Bundesanwalt Herbert Diemer sagte: "Wir werden diese Einlassung natürlich genauestens prüfen." Sie sei "ein Beweismittel unter vielen". Eine Bewertung wolle er noch nicht vornehmen. "Alles andere wäre unprofessionell."

dpa/una/LTO-Redaktion

Zitiervorschlag

Einlassung im NSU-Prozess: Zschäpe weist jede Beteiligung an NSU-Verbrechen zurück . In: Legal Tribune Online, 09.12.2015 , https://www.lto.de/persistent/a_id/17798/ (abgerufen am: 16.06.2021 )

Infos zum Zitiervorschlag
Kommentare
  • 09.12.2015 14:37, Bernd

    Und dafür der ganze Affentanz? Das hätten sich alle Beteiligten nun wirklich sparen können, da sich durch diese Nichtaussage ihre Position kaum verändert. Spannend könnte höchstens eine Konfrontation mit Zeugenaussagen werden, nach denen sie in der Nähe von Tatorten gesehen wurde, aber da wird sie wahrscheinlich ähnliche Märchen auftischen.
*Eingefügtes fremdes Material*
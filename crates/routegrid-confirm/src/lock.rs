//! Per-tenant advisory optimization locks.
//!
//! One optimization/confirmation cycle per tenant at a time. The lock is
//! acquired before optimization starts (outside this engine) and released
//! only after confirmation commits or fails terminally; retryable
//! validation failures keep it so the expected retry still holds it.
//!
//! In-process registry; the store itself serializes writers, so this lock
//! only guards the longer optimize-then-confirm window.

use std::collections::HashSet;
use std::sync::Mutex;

use tracing::debug;

use route_core::TenantId;

/// Registry of tenants currently holding the optimization lock.
#[derive(Debug, Default)]
pub struct TenantLocks {
    held: Mutex<HashSet<TenantId>>,
}

impl TenantLocks {
    pub fn new() -> Self {
        Self::default()
    }

    /// Try to acquire the tenant's lock. Returns false when already held.
    pub fn acquire(&self, tenant: &str) -> bool {
        let mut held = self.held.lock().unwrap_or_else(|e| e.into_inner());
        let acquired = held.insert(tenant.to_string());
        if acquired {
            debug!(%tenant, "optimization lock acquired");
        }
        acquired
    }

    pub fn is_held(&self, tenant: &str) -> bool {
        self.held
            .lock()
            .unwrap_or_else(|e| e.into_inner())
            .contains(tenant)
    }

    /// Release the tenant's lock. Idempotent: releasing an unheld lock is
    /// a no-op.
    pub fn release(&self, tenant: &str) -> bool {
        let mut held = self.held.lock().unwrap_or_else(|e| e.into_inner());
        let released = held.remove(tenant);
        if released {
            debug!(%tenant, "optimization lock released");
        }
        released
    }
}

#[cfg(test)]
mod tests {
    use super::*;

    #[test]
    fn acquire_is_exclusive_per_tenant() {
        let locks = TenantLocks::new();
        assert!(locks.acquire("acme"));
        assert!(!locks.acquire("acme"));
        assert!(locks.acquire("other"));
    }

    #[test]
    fn release_is_idempotent() {
        let locks = TenantLocks::new();
        locks.acquire("acme");
        assert!(locks.release("acme"));
        assert!(!locks.release("acme"));
        assert!(!locks.is_held("acme"));
    }
}
//! Multi-entity commit transactions.
//!
//! Each operation here runs inside a single redb write transaction: either
//! every write lands or none does. redb serializes writers, so re-reading a
//! status inside the transaction and bailing on a mismatch is the
//! optimistic guarded-UPDATE of the design — validation runs unlocked and
//! a lost race surfaces as [`StateError::Conflict`].
//!
//! An early `return Err(..)` drops the uncommitted transaction, which redb
//! aborts; persisted state is left exactly as it was.

use redb::ReadableTable;
use tracing::{debug, info, warn};

use route_core::*;

use crate::error::{StateError, StateResult};
use crate::store::{from_bytes, key, map_err, tenant_prefix, to_bytes, StateStore};
use crate::tables::*;

/// Confirmation actor/note/name applied to the configuration inside the
/// commit transaction.
#[derive(Debug, Clone)]
pub struct ConfirmationStamp {
    pub confirmed_by: String,
    pub confirmation_note: Option<String>,
    pub plan_name: Option<String>,
    pub now: i64,
}

/// Outcome of a successful confirmation commit.
#[derive(Debug, Clone)]
pub struct ConfirmationCommit {
    /// Orders actually moved PENDING → ASSIGNED. May be lower than the
    /// pre-checked count when a status drifted at the last instant.
    pub orders_assigned: u32,
    pub configuration: PlanConfiguration,
}

/// Outcome of a stop transition commit.
#[derive(Debug, Clone, Copy)]
pub struct StopCommit {
    pub history_seq: u32,
    /// Owning order moved ASSIGNED → IN_PROGRESS in this commit.
    pub order_started: bool,
    /// Owning order moved to COMPLETED in this commit.
    pub order_completed: bool,
}

/// Outcome of a cascading plan deletion.
#[derive(Debug, Clone, Copy, Default)]
pub struct PlanDeletion {
    pub jobs_deleted: u32,
    pub stops_deleted: u32,
    pub orders_reverted: u32,
}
    • 09.12.2015 15:27, Max

      Nicht ganz. Da sich Zschäpe zu allen angeklagten Taten eingelassen hat (und man muss schon fragen, welcher Teufel ihre Anwälte da geritten hat), hat sie sich selbst die Möglichkeit eines Teilschweigens genommen.
      Schweigt sie nun (wieder) zu Taten, zu denen sie sich im Rahmen dieser Einlassung geäußert hat, so kann dieses Schweigen auch zu ihrem Nachteil gereichen.
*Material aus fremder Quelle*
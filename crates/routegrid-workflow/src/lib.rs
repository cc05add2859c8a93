//! routegrid-workflow — tenant-custom delivery states over the fixed core
//! stop machine.
//!
//! Two layers: the immutable five-state core machine
//! ([`route_core::StopStatus::can_transition_to`]) and a per-tenant graph
//! of custom states mapped onto system states. The tenant graph can only
//! narrow the core machine's legal edges, never widen them.
//!
//! The graph is validated once at build time; legality checks afterwards
//! are O(1) set probes because they run on every stop-status update.

pub mod graph;
pub mod registry;

pub use graph::{WorkflowError, WorkflowGraph};
pub use registry::{RegistryError, WorkflowRegistry};
//! Great-circle distance estimates.
//!
//! No road network is available in this engine; impact figures and route
//! totals after a reassignment use straight-line distance and an assumed
//! average driving speed.

/// Assumed average driving speed for time estimates.
const DEFAULT_SPEED_KMH: f64 = 40.0;

/// Earth radius in kilometers.
const EARTH_RADIUS_KM: f64 = 6371.0;

/// Haversine distance between two points in kilometers.
pub fn haversine_km(from: (f64, f64), to: (f64, f64)) -> f64 {
    let (lat1, lng1) = from;
    let (lat2, lng2) = to;

    let lat1_rad = lat1.to_radians();
    let lat2_rad = lat2.to_radians();
    let delta_lat = (lat2 - lat1).to_radians();
    let delta_lng = (lng2 - lng1).to_radians();

    let a = (delta_lat / 2.0).sin().powi(2)
        + lat1_rad.cos() * lat2_rad.cos() * (delta_lng / 2.0).sin().powi(2);
    let c = 2.0 * a.sqrt().asin();

    EARTH_RADIUS_KM * c
}

/// Travel time in seconds for a distance in kilometers at the assumed
/// speed.
pub fn travel_secs(km: f64) -> f64 {
    km / DEFAULT_SPEED_KMH * 3600.0
}

/// Chained stop-to-stop distance along a route, in meters.
pub fn chain_distance_m(points: &[(f64, f64)]) -> f64 {
    points
        .windows(2)
        .map(|w| haversine_km(w[0], w[1]) * 1000.0)
        .sum()
}
//! routegrid-state — embedded state store for the plan lifecycle engine.
//!
//! Backed by [redb](https://docs.rs/redb), provides persistent and
//! in-memory storage for configurations, jobs, orders, route stops, stop
//! history, workflow definitions, reassignment records, plan metrics and
//! the audit trail.
//!
//! # Architecture
//!
//! All domain types are JSON-serialized into redb's `&[u8]` value columns.
//! Every key starts with the tenant id (`{tenant}/{id}`,
//! `{tenant}/{parent}:{child}`), so tenant isolation is a prefix scan and
//! cross-tenant reads cannot happen by construction.
//!
//! Besides plain CRUD the store exposes the four multi-entity commit
//! operations of the lifecycle engine ([`store::StateStore::commit_confirmation`]
//! and friends in `commits.rs`). Each runs inside a single redb write
//! transaction; redb serializes writers, so a status re-check inside the
//! transaction is the optimistic "guarded UPDATE" of the design.
//!
//! The `StateStore` is `Clone + Send + Sync` (backed by `Arc<Database>`)
//! and can be shared across async tasks.

pub mod commits;
pub mod error;
pub mod store;
pub mod tables;

#[cfg(test)]
pub(crate) mod test_support;

pub use commits::{ConfirmationCommit, ConfirmationStamp, PlanDeletion, StopCommit};
pub use error::{StateError, StateResult};
pub use store::StateStore;
use crate::error::Result;
use crate::slack::{DirectoryMember, OutboundMessage};
use std::future::Future;
use std::sync::Arc;

/// The chat service capabilities the log handler depends on
pub trait ChatApi: Send + Sync {
    /// List every member of the workspace directory, in the order the service returns them
    fn list_users(&self) -> impl Future<Output = Result<Vec<DirectoryMember>>> + Send;

    /// Post one message. Any transport or API failure is returned as an error.
    fn post_message(&self, message: &OutboundMessage) -> impl Future<Output = Result<()>> + Send;
}

impl<T: ChatApi> ChatApi for Arc<T> {
    fn list_users(&self) -> impl Future<Output = Result<Vec<DirectoryMember>>> + Send {
        self.as_ref().list_users()
    }

    fn post_message(&self, message: &OutboundMessage) -> impl Future<Output = Result<()>> + Send {
        self.as_ref().post_message(message)
    }
}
      Die Verteidigungssituation hat sich damit, so zumindest der bisherige Eindruck, verschlechtert.

    • 10.12.2015 12:49, Bernd

      Naja, sie wird wahrscheinlich bei Rückfragen wieder irgendeine Story erzählen, die zufälligerweise genau auf das beschränkt bleibt, was ihr eh schon nachgewiesen wurde. Von daher sehe ich die Aussicht als relativ gering ein, dass das Gericht ihre Einlassungen in welche Richtung auch immer für einen Erkenntnisgewinn nutzen kann.

    • 10.12.2015 15:03, Christian

      Das ist aber ihr gutes Recht und genau dieses nutzen beschuldigte doch permanent. Wieso erwartet man jetzt, dass eine Frau plötzlich 10 Morde auf ihre Kappe nimmt...
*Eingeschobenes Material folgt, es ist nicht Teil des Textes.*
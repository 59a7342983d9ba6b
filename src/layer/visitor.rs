use crate::record::{ExceptionInfo, LogRecord};
use crate::severity::Severity;
use std::error::Error;
use std::fmt;
use tracing::Event;
use tracing::field::{Field, Visit};

/// Collects the fields of a tracing event into a [`LogRecord`].
///
/// Error values (fields recorded through `record_error`) become the record's
/// exception and are kept out of the message text.
#[derive(Default)]
struct RecordVisitor {
    message: Option<String>,
    fields: Vec<(&'static str, String)>,
    exception: Option<ExceptionInfo>,
    log_target: Option<String>,
}

impl RecordVisitor {
    fn render(&self) -> String {
        let mut text = self.message.clone().unwrap_or_default();
        for (name, value) in &self.fields {
            if !text.is_empty() {
                text.push(' ');
            }
            text.push_str(name);
            text.push('=');
            text.push_str(value);
        }
        text
    }

    fn push(&mut self, field: &Field, value: String) {
        match field.name() {
            "message" => self.message = Some(value),
            "log.target" => self.log_target = Some(value),
            // Remaining `log` crate metadata is noise in a chat message
            name if name.starts_with("log.") => {}
            name => self.fields.push((name, value)),
        }
    }
}

impl Visit for RecordVisitor {
    fn record_str(&mut self, field: &Field, value: &str) {
        self.push(field, value.to_string());
    }

    fn record_error(&mut self, _field: &Field, value: &(dyn Error + 'static)) {
        if self.exception.is_none() {
            self.exception = Some(ExceptionInfo::from_dyn(value));
        }
    }

    fn record_debug(&mut self, field: &Field, value: &dyn fmt::Debug) {
        self.push(field, format!("{:?}", value));
    }
}

/// Convert a tracing event into a record for the handler
pub fn record_from_event(event: &Event<'_>) -> LogRecord {
    let mut visitor = RecordVisitor::default();
    event.record(&mut visitor);

    let metadata = event.metadata();
    LogRecord {
        level: Severity::from(*metadata.level()),
        message: visitor.render(),
        target: visitor
            .log_target
            .take()
            .unwrap_or_else(|| metadata.target().to_string()),
        exception: visitor.exception,
    }
}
      Es verschwinden Akten... Der Staat ist vermutlich mehr oder weniger involviert aber das eine Frau, die übrig bleibt ihre Rechte in Anspruch nimmt, ist jetzt ein Skandal???

      10 Morde 250 Verhandlungstage weit über vier Jahre ... Das man bei diesem Verfahrens überhaupt noch eine Aussage benötigt ist doch Wahnsinn.

  • 09.12.2015 19:36, Christian

    Man muss ihr die Taten nachweisen wie jedem anderen auch. Nun sind über 250 Verhandlungstage vergangen, sowie mehrerer Jahre. Es gab viele Morde nicht nur einen.

    Das sie sich nicht belastet ist etwas was wohl jedem zusteht. Genau das war ja auch schon die Taktik des Schweigens denke ich. Sie hat gewartet, dass Ihr beweisen wird, dass... . Das ist aber irgendwie seit Jahren nicht passiert.

    Wenn es nach dieser ganzen Zeit und diesem aufwenigen Verfahren unter diesem enormen öffentlichen Druck immer noch nicht gelungen ist wirklich zu beweisen, dass sie Mittäterin, Gehilfen oder auch sonst etwas war spricht das für sich.
    Es ist schon seltsam, dass man aus dem angeblich von ihr nach außen hin so "normalen" Leben etwas strafbares machen möchte, anstatt strafbares zu finden und darüber zu urteilen.
    Es wird doch auch keiner Frau eines Hooligans vorgeworfen, dass sie ihren gewalttätigen Mann deckt indem sie mit Nachbarn Kaffee trinkt.
    Mir kommt es so vor, dass Frau Zschäpe der Sündenbock ist. Das ist natürlich subjektiv.